Interestingly this issue started to be reported since the introduction of IIS 7 in Windows Vista, but I never found any good enough materials to tell the whole story. Even popular ones like this and this only cover a little bit truth for you to know why in hell such issues happen.
This post tries to show you the whole image behind the scene, so that you get both the solution and the rationale.
If you do want to buy a server certificate, you know you need to contact a CA such as VeriSign (now Symantec, and follow their excellent article.
However, not all CAs give you such clear hints on how to move on step by step, and some of them even does not have IIS related guides.
For example, one CA (unnamed as I don’t know its name either, learned from an online discussion) requires the following,
- Generated a private key file using OpenSSL with
openssl genrsa -out key_name.key 2048command.
- Generated .csr file with
openssl req -out CSR.csr -key key_name.key -new -sha256command.
- Once I generated the CSR file, I provided the same CSR file to CA to get me certificate.
- I got the certificate in .p7b format, which I converted to .cer format.
As no further guide is provided, the end user follows his/her guess to install the .cer file in IIS Manager via “Complete certificate request”.
Guess what? The server certificate seems to be installed. And just after a refresh, it disappears!
Unfortunately, this is just a bug of IIS Manager. Or we call it by design, as that engineer might guess you never make a request via OpenSSL (what a horrible assumption).
When IIS Manager reads this .cer file, it should scan a private location in system for a corresponding private key (which was generated and used to create the initial certificate request). As this certificate was not created following the IIS documentation, of course no private key can be found.
By all means IIS Manager should then abort and inform the user. But it stupidly continues.

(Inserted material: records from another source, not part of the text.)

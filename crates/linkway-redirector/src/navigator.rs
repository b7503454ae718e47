use parking_lot::Mutex;

/// What a navigation points at.
#[derive(Debug, Clone, Copy, PartialEq, Eq)]
pub enum NavigationTarget {
    /// The resolved destination of a short code.
    Destination,
    /// The fallback surface for codes that cannot be resolved.
    Fallback,
}

/// A navigation instruction.
///
/// Navigations replace the current location rather than pushing a new
/// one, so the redirect step never becomes a back-button stop.
#[derive(Debug, Clone, PartialEq, Eq)]
pub struct Navigation {
    pub location: String,
    pub target: NavigationTarget,
}

impl Navigation {
    pub fn destination(location: impl Into<String>) -> Self {
        Self {
            location: location.into(),
            target: NavigationTarget::Destination,
        }
    }

    pub fn fallback(location: impl Into<String>) -> Self {
        Self {
            location: location.into(),
            target: NavigationTarget::Fallback,
        }
    }
}

/// Executes navigation instructions emitted by the resolver.
pub trait Navigator: Send + Sync {
    /// Replaces the current location.
    fn replace(&self, navigation: Navigation);
}

/// A navigator that records every instruction it is given.
#[derive(Debug, Default)]
pub struct RecordingNavigator {
    history: Mutex<Vec<Navigation>>,
}

impl RecordingNavigator {
    /// All instructions received so far, oldest first.
    pub fn history(&self) -> Vec<Navigation> {
        self.history.lock().clone()
    }

    /// The most recent instruction.
    pub fn last(&self) -> Option<Navigation> {
        self.history.lock().last().cloned()
    }
}

impl Navigator for RecordingNavigator {
    fn replace(&self, navigation: Navigation) {
        self.history.lock().push(navigation);
    }
}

Then why the certificate disappears? Well, Vijayshinva shows the reason in the first blog post I linked to, that there is another mechanism in IIS Manager who filters out certificates without private keys. It detects this disqualified certificate and hides it from you to avoid further problems.
Well, that reminds me of other tiny little things in IIS Manager that should be improved and that’s why I started to develop Jexus Manager for IIS Express (and IIS of course).
Since the certificate process started with OpenSSL, let’s end it with OpenSSL by merging the private key and the received .cer file,
1 openssl pkcs12 -export -in certificate.cer -inkey privateKey.key -out certificate.pfx -certfile CACert.cer
The resulting PFX can be imported in IIS Manager via Import menu item in Actions panel.
I would like to thank Aniruddha for the great way of posting a question with enough technical details. Without this question background I could hardly imagine the cause.
The original discussion was at StackOverflow.
If your CSR was made on one Windows machine and you want to import the certificate on another, then there is a ServerFault thread.